## Collected data
*****
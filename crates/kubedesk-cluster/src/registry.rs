//! Cluster registry
//!
//! Single source of truth for which clusters exist. Creation and removal are
//! check-then-act under one lock (`acquire`/`release`); every live cluster id
//! has at most one context handler.

use std::collections::HashMap;
use std::net::IpAddr;
use std::sync::{Arc, Weak};

use parking_lot::{Mutex, RwLock};
use tokio::sync::broadcast;
use tokio::task::JoinHandle;
use tracing::{debug, info, warn};

use kubedesk_types::{
    ClusterId, ClusterModel, ClusterSnapshot, ClusterStatus, ProxyEvent, ProxyEventKind,
};

use crate::handler::{ContextError, ContextHandler, HandlerConfig};
use crate::probe::{ClusterProbe, ProbeOutcome};
use crate::process::ProcessLauncher;
use crate::sink::{CatalogEvent, CatalogSink, PreferencesStore};

const PROXY_EVENT_CAPACITY: usize = 256;

#[derive(Debug, thiserror::Error)]
pub enum RegistryError {
    #[error("cluster {0} not found")]
    NotFound(ClusterId),

    #[error("cluster {0} is not connected")]
    NotActive(ClusterId),

    #[error(transparent)]
    Context(#[from] ContextError),
}

/// A known cluster
pub struct Cluster {
    id: ClusterId,
    model: RwLock<ClusterModel>,
    status: RwLock<ClusterStatus>,
    handler: Mutex<Option<Arc<ContextHandler>>>,
}

impl Cluster {
    fn new(model: ClusterModel) -> Self {
        Self {
            id: model.id.clone(),
            model: RwLock::new(model),
            status: RwLock::new(ClusterStatus::default()),
            handler: Mutex::new(None),
        }
    }

    pub fn id(&self) -> &ClusterId {
        &self.id
    }

    pub fn model(&self) -> ClusterModel {
        self.model.read().clone()
    }

    pub fn status(&self) -> ClusterStatus {
        self.status.read().clone()
    }

    /// The current context handler, if one was created
    pub fn handler(&self) -> Option<Arc<ContextHandler>> {
        self.handler.lock().clone()
    }

    pub fn snapshot(&self) -> ClusterSnapshot {
        let handler = self.handler();
        ClusterSnapshot {
            model: self.model(),
            status: self.status(),
            proxy_port: handler.as_ref().and_then(|h| h.port()),
            url: handler.as_ref().and_then(|h| h.url()),
        }
    }
}

/// A cluster matched from an inbound request
#[derive(Clone)]
pub struct RequestMatch {
    pub cluster: Arc<Cluster>,

    /// Request path with the cluster id segment removed (path-prefix form)
    pub path: String,

    /// The cluster was addressed by a leading path segment on a loopback host
    pub path_prefixed: bool,
}

pub struct ClusterRegistry {
    clusters: Mutex<HashMap<ClusterId, Arc<Cluster>>>,
    handler_config: HandlerConfig,
    launcher: Arc<dyn ProcessLauncher>,
    probe: Arc<dyn ClusterProbe>,
    sink: Arc<dyn CatalogSink>,
    preferences: Arc<dyn PreferencesStore>,
    proxy_events: broadcast::Sender<ProxyEvent>,
}

impl ClusterRegistry {
    pub fn new(
        handler_config: HandlerConfig,
        launcher: Arc<dyn ProcessLauncher>,
        probe: Arc<dyn ClusterProbe>,
        sink: Arc<dyn CatalogSink>,
        preferences: Arc<dyn PreferencesStore>,
    ) -> Arc<Self> {
        let (proxy_events, _) = broadcast::channel(PROXY_EVENT_CAPACITY);
        Arc::new(Self {
            clusters: Mutex::new(HashMap::new()),
            handler_config,
            launcher,
            probe,
            sink,
            preferences,
            proxy_events,
        })
    }

    pub fn subscribe_proxy_events(&self) -> broadcast::Receiver<ProxyEvent> {
        self.proxy_events.subscribe()
    }

    pub fn get(&self, id: &ClusterId) -> Option<Arc<Cluster>> {
        self.clusters.lock().get(id).cloned()
    }

    pub fn contains(&self, id: &ClusterId) -> bool {
        self.clusters.lock().contains_key(id)
    }

    pub fn ids(&self) -> Vec<ClusterId> {
        let mut ids: Vec<_> = self.clusters.lock().keys().cloned().collect();
        ids.sort();
        ids
    }

    pub fn snapshots(&self) -> Vec<ClusterSnapshot> {
        let clusters: Vec<_> = self.clusters.lock().values().cloned().collect();
        let mut snapshots: Vec<_> = clusters.iter().map(|c| c.snapshot()).collect();
        snapshots.sort_by(|a, b| a.model.id.cmp(&b.model.id));
        snapshots
    }

    /// Create the cluster for `model`, or update the existing one in place
    ///
    /// Returns `true` when a cluster was created.
    pub fn acquire(&self, mut model: ClusterModel) -> bool {
        model.preferences = self.preferences.preferences(&model.id);

        let (cluster, added) = {
            let mut clusters = self.clusters.lock();
            match clusters.get(&model.id) {
                Some(existing) => {
                    let existing = Arc::clone(existing);
                    *existing.model.write() = model.clone();
                    if let Some(handler) = existing.handler() {
                        handler.update_model(model);
                    }
                    (existing, false)
                }
                None => {
                    let cluster = Arc::new(Cluster::new(model));
                    clusters.insert(cluster.id.clone(), Arc::clone(&cluster));
                    (cluster, true)
                }
            }
        };

        let snapshot = cluster.snapshot();
        if added {
            self.sink.publish(CatalogEvent::Added(snapshot));
        } else {
            self.sink.publish(CatalogEvent::Updated(snapshot));
        }
        added
    }

    /// Disconnect and delete a cluster; returns `false` if it did not exist
    pub fn release(&self, id: &ClusterId) -> bool {
        let Some(cluster) = self.clusters.lock().remove(id) else {
            return false;
        };
        if let Some(handler) = cluster.handler.lock().take() {
            handler.stop_server();
        }
        cluster.status.write().mark_disconnected();
        self.sink.publish(CatalogEvent::Removed(id.clone()));
        true
    }

    /// The cluster's context handler, created on first use
    pub fn handler_for(&self, cluster: &Cluster) -> Arc<ContextHandler> {
        let mut slot = cluster.handler.lock();
        match slot.as_ref() {
            Some(handler) => Arc::clone(handler),
            None => {
                debug!(cluster = %cluster.id, "Creating context handler");
                let handler = ContextHandler::new(
                    cluster.model(),
                    self.handler_config.clone(),
                    Arc::clone(&self.launcher),
                    self.proxy_events.clone(),
                );
                *slot = Some(Arc::clone(&handler));
                handler
            }
        }
    }

    /// Find the cluster a request is addressed to
    ///
    /// Loopback hosts carry the id as the first path segment
    /// (`127.0.0.1:<port>/<id>/...`), every other host as the first hostname
    /// label (`<id>.localhost:<port>/...`).
    pub fn cluster_for_request(&self, host: &str, path: &str) -> Option<RequestMatch> {
        let hostname = strip_port(host);

        if is_loopback(hostname) {
            let rest = path.strip_prefix('/').unwrap_or(path);
            let (segment, remainder) = match rest.find(['/', '?']) {
                Some(at) => rest.split_at(at),
                None => (rest, ""),
            };
            let id = ClusterId::parse(segment)?;
            let cluster = self.get(&id)?;
            let path = if remainder.starts_with('/') {
                remainder.to_string()
            } else {
                format!("/{}", remainder)
            };
            return Some(RequestMatch {
                cluster,
                path,
                path_prefixed: true,
            });
        }

        let (label, _) = hostname.split_once('.')?;
        let id = ClusterId::parse(label)?;
        let cluster = self.get(&id)?;
        Some(RequestMatch {
            cluster,
            path: path.to_string(),
            path_prefixed: false,
        })
    }

    /// Connect a cluster and refresh its metadata
    ///
    /// A non-forced activation of a ready cluster only republishes it; a
    /// forced one refreshes metadata over the running server. Either way the
    /// server is only (re)started when the cluster is disconnected or
    /// inaccessible.
    pub async fn activate(
        &self,
        id: &ClusterId,
        force: bool,
    ) -> Result<ClusterSnapshot, RegistryError> {
        let cluster = self
            .get(id)
            .ok_or_else(|| RegistryError::NotFound(id.clone()))?;

        if !force && cluster.status.read().is_ready() {
            debug!(cluster = %id, "Cluster already active");
            let snapshot = cluster.snapshot();
            self.sink.publish(CatalogEvent::Updated(snapshot.clone()));
            return Ok(snapshot);
        }

        let handler = self.handler_for(&cluster);
        if let Err(e) = handler.init().await {
            self.fail(&cluster, e.to_string());
            return Err(e.into());
        }

        let reconnect = {
            let status = cluster.status.read();
            status.disconnected || !status.accessible
        };
        if reconnect {
            info!(cluster = %id, force, "Connecting cluster");
            if let Err(e) = handler.ensure_server().await {
                self.fail(&cluster, e.to_string());
                return Err(e.into());
            }
            cluster.status.write().disconnected = false;
        }

        self.refresh_metadata(&cluster, &handler).await?;
        Ok(cluster.snapshot())
    }

    /// Re-query an active cluster's metadata without reconnecting
    pub async fn refresh(&self, id: &ClusterId) -> Result<ClusterSnapshot, RegistryError> {
        let cluster = self
            .get(id)
            .ok_or_else(|| RegistryError::NotFound(id.clone()))?;
        let handler = cluster
            .handler()
            .filter(|h| h.is_running())
            .ok_or_else(|| RegistryError::NotActive(id.clone()))?;

        self.refresh_metadata(&cluster, &handler).await?;
        Ok(cluster.snapshot())
    }

    /// Tear down the cluster's handler and mark it offline; idempotent
    pub fn disconnect(&self, id: &ClusterId) -> Result<(), RegistryError> {
        let cluster = self
            .get(id)
            .ok_or_else(|| RegistryError::NotFound(id.clone()))?;

        if let Some(handler) = cluster.handler.lock().take() {
            info!(cluster = %id, "Disconnecting cluster");
            handler.stop_server();
        }
        cluster.status.write().mark_disconnected();
        self.sink.publish(CatalogEvent::Updated(cluster.snapshot()));
        Ok(())
    }

    /// Disconnect every cluster
    pub fn disconnect_all(&self) {
        for id in self.ids() {
            let _ = self.disconnect(&id);
        }
    }

    async fn refresh_metadata(
        &self,
        cluster: &Cluster,
        handler: &Arc<ContextHandler>,
    ) -> Result<(), RegistryError> {
        let target = match handler.get_api_target(false).await {
            Ok(target) => target,
            Err(e) => {
                self.fail(cluster, e.to_string());
                return Err(e.into());
            }
        };

        let outcome = self.probe.probe(target.addr).await;
        {
            let mut status = cluster.status.write();
            match outcome {
                ProbeOutcome::Online(version) => {
                    debug!(cluster = %cluster.id, version = %version, "Cluster online");
                    status.mark_online(version);
                }
                ProbeOutcome::Inaccessible(reason) => {
                    warn!(cluster = %cluster.id, reason = %reason, "Cluster refused credentials");
                    status.mark_inaccessible(reason);
                }
                ProbeOutcome::Offline(reason) => {
                    warn!(cluster = %cluster.id, reason = %reason, "Cluster unreachable");
                    status.mark_offline(Some(reason));
                }
            }
        }
        self.sink.publish(CatalogEvent::Updated(cluster.snapshot()));
        Ok(())
    }

    fn fail(&self, cluster: &Cluster, reason: String) {
        warn!(cluster = %cluster.id, reason = %reason, "Cluster activation failed");
        cluster.status.write().mark_offline(Some(reason));
        self.sink.publish(CatalogEvent::Updated(cluster.snapshot()));
    }

    fn on_proxy_event(&self, event: ProxyEvent) {
        let ProxyEventKind::Error(reason) = event.kind else {
            return;
        };
        let Some(cluster) = self.get(&event.cluster_id) else {
            return;
        };

        let running = cluster.handler().is_some_and(|h| h.is_running());
        {
            let mut status = cluster.status.write();
            if running {
                status.failure_reason = Some(reason);
            } else {
                status.mark_offline(Some(reason));
            }
        }
        self.sink.publish(CatalogEvent::Updated(cluster.snapshot()));
    }

    /// Record authenticating proxy errors on the owning clusters
    ///
    /// The task ends when the registry is dropped.
    pub fn spawn_event_listener(self: &Arc<Self>) -> JoinHandle<()> {
        let mut rx = self.subscribe_proxy_events();
        let registry: Weak<Self> = Arc::downgrade(self);
        tokio::spawn(async move {
            loop {
                match rx.recv().await {
                    Ok(event) => {
                        let Some(registry) = registry.upgrade() else {
                            break;
                        };
                        registry.on_proxy_event(event);
                    }
                    Err(broadcast::error::RecvError::Lagged(skipped)) => {
                        warn!(skipped, "Dropped authenticating proxy events");
                    }
                    Err(broadcast::error::RecvError::Closed) => break,
                }
            }
        })
    }
}

fn strip_port(host: &str) -> &str {
    if let Some(rest) = host.strip_prefix('[') {
        return rest.split_once(']').map_or(rest, |(ip, _)| ip);
    }
    match host.rsplit_once(':') {
        Some((name, port)) if port.bytes().all(|b| b.is_ascii_digit()) => name,
        _ => host,
    }
}

fn is_loopback(hostname: &str) -> bool {
    hostname.eq_ignore_ascii_case("localhost")
        || hostname.parse::<IpAddr>().is_ok_and(|ip| ip.is_loopback())
}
*****
## The task
Show every line in the entries above that contains the string "info".

## Reply to the exercise
use tracing::{debug, info, warn};
            info!(cluster = %id, force, "Connecting cluster");
            info!(cluster = %id, "Disconnecting cluster");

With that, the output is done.